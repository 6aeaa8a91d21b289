// src/services/auth.rs

use chrono::{Duration, Utc};
use jsonwebtoken::{DecodingKey, EncodingKey, Header, Validation, decode, encode};
use uuid::Uuid;

use crate::{
    common::error::AppError,
    config::Config,
    db::UserRepository,
    integrations::mailer::Mailer,
    models::auth::{
        AuthUser, Claims, CreateUserPayload, ForgotPasswordPayload, LoginPayload, LoginResponse,
        ResetPasswordPayload, Role, User,
    },
};

const TOKEN_TTL_DAYS: i64 = 7;
const RESET_TOKEN_TTL_MINUTES: i64 = 15;

#[derive(Clone)]
pub struct AuthService {
    repo: UserRepository,
    mailer: Mailer,
    config: Config,
}

impl AuthService {
    pub fn new(repo: UserRepository, mailer: Mailer, config: Config) -> Self {
        Self {
            repo,
            mailer,
            config,
        }
    }

    pub async fn login(&self, payload: LoginPayload) -> Result<LoginResponse, AppError> {
        let user = self
            .repo
            .find_by_email(&payload.email)
            .await?
            .filter(|u| u.is_active)
            .ok_or_else(|| AppError::unauthorized("Email atau password salah"))?;

        let hash = user
            .password_hash
            .clone()
            .ok_or_else(|| AppError::unauthorized("Email atau password salah"))?;

        // bcrypt is CPU-bound; keep it off the async workers.
        let password = payload.password;
        let ok = tokio::task::spawn_blocking(move || bcrypt::verify(&password, &hash))
            .await
            .map_err(|e| AppError::Internal(e.into()))??;
        if !ok {
            return Err(AppError::unauthorized("Email atau password salah"));
        }

        let token = self.issue_token(&user)?;
        Ok(LoginResponse {
            token,
            role: user.role,
        })
    }

    fn issue_token(&self, user: &User) -> Result<String, AppError> {
        let now = Utc::now();
        let claims = Claims {
            sub: user.id,
            role: user.role,
            iat: now.timestamp() as usize,
            exp: (now + Duration::days(TOKEN_TTL_DAYS)).timestamp() as usize,
        };
        let token = encode(
            &Header::default(),
            &claims,
            &EncodingKey::from_secret(self.config.jwt_secret.as_bytes()),
        )?;
        Ok(token)
    }

    /// Validates a bearer token and loads the live user behind it. The user
    /// row is re-read on every request so a deactivated account dies with
    /// its next call, not at token expiry.
    pub async fn validate_token(&self, token: &str) -> Result<AuthUser, AppError> {
        let data = decode::<Claims>(
            token,
            &DecodingKey::from_secret(self.config.jwt_secret.as_bytes()),
            &Validation::default(),
        )?;

        let user = self
            .repo
            .find_by_id(data.claims.sub)
            .await?
            .filter(|u| u.is_active)
            .ok_or_else(|| AppError::unauthorized("Sesi tidak valid"))?;

        Ok(AuthUser::from(&user))
    }

    /// Always answers ok, whether or not the email exists, so the endpoint
    /// cannot be used to enumerate accounts. Mail delivery failure is logged
    /// and swallowed for the same reason.
    pub async fn forgot_password(&self, payload: ForgotPasswordPayload) -> Result<(), AppError> {
        let Some(user) = self
            .repo
            .find_by_email(&payload.email)
            .await?
            .filter(|u| u.is_active)
        else {
            return Ok(());
        };

        let token = Uuid::new_v4().to_string();
        let expires = Utc::now() + Duration::minutes(RESET_TOKEN_TTL_MINUTES);
        self.repo.set_reset_token(user.id, &token, expires).await?;

        let Some(api_key) = self.config.resend_api_key.as_deref() else {
            tracing::warn!("Reset requested but RESEND_API_KEY is not configured");
            return Ok(());
        };
        let origin = self
            .config
            .app_origins
            .first()
            .map(String::as_str)
            .unwrap_or("http://localhost:5173");
        let reset_link = format!("{origin}/reset-password?token={token}");

        if let Err(e) = self
            .mailer
            .send_reset_password(api_key, &user.email, &reset_link, user.name.as_deref())
            .await
        {
            tracing::warn!("Reset mail to {} failed: {e}", user.email);
        }
        Ok(())
    }

    pub async fn reset_password(&self, payload: ResetPasswordPayload) -> Result<(), AppError> {
        let user = self
            .repo
            .find_by_reset_token(&payload.token)
            .await?
            .ok_or_else(|| AppError::bad_request("Token reset tidak valid"))?;

        let expired = user
            .reset_token_expires
            .map(|t| t < Utc::now())
            .unwrap_or(true);
        if expired {
            return Err(AppError::bad_request("Token reset sudah kedaluwarsa"));
        }

        let hash = hash_password(payload.password).await?;
        self.repo.reset_password(user.id, &hash).await?;
        Ok(())
    }

    pub async fn list_users(&self) -> Result<Vec<User>, AppError> {
        self.repo.list().await
    }

    pub async fn create_user(&self, payload: CreateUserPayload) -> Result<User, AppError> {
        if self.repo.find_by_email(&payload.email).await?.is_some() {
            return Err(AppError::conflict("Email sudah terdaftar"));
        }
        let hash = hash_password(payload.password).await?;
        self.repo
            .create(&payload.email, payload.name.as_deref(), payload.role, &hash)
            .await
    }

    pub async fn deactivate_user(&self, id: Uuid) -> Result<(), AppError> {
        let user = self
            .repo
            .find_by_id(id)
            .await?
            .ok_or_else(|| AppError::not_found("Pengguna tidak ditemukan"))?;
        // The owner account cannot be locked out.
        if user.role == Role::AdminUtama {
            return Err(AppError::forbidden("Admin utama tidak dapat dinonaktifkan"));
        }
        self.repo.deactivate(id).await
    }

    pub async fn delete_user(&self, id: Uuid) -> Result<(), AppError> {
        let user = self
            .repo
            .find_by_id(id)
            .await?
            .ok_or_else(|| AppError::not_found("Pengguna tidak ditemukan"))?;
        if user.role == Role::AdminUtama {
            return Err(AppError::forbidden("Admin utama tidak dapat dihapus"));
        }
        self.repo.delete(id).await
    }
}

async fn hash_password(password: String) -> Result<String, AppError> {
    let hash = tokio::task::spawn_blocking(move || bcrypt::hash(&password, bcrypt::DEFAULT_COST))
        .await
        .map_err(|e| AppError::Internal(e.into()))??;
    Ok(hash)
}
-- -- --
Assignment
What number of lines above include the string "Duration"? State it and nothing else.

Answer to this problem
3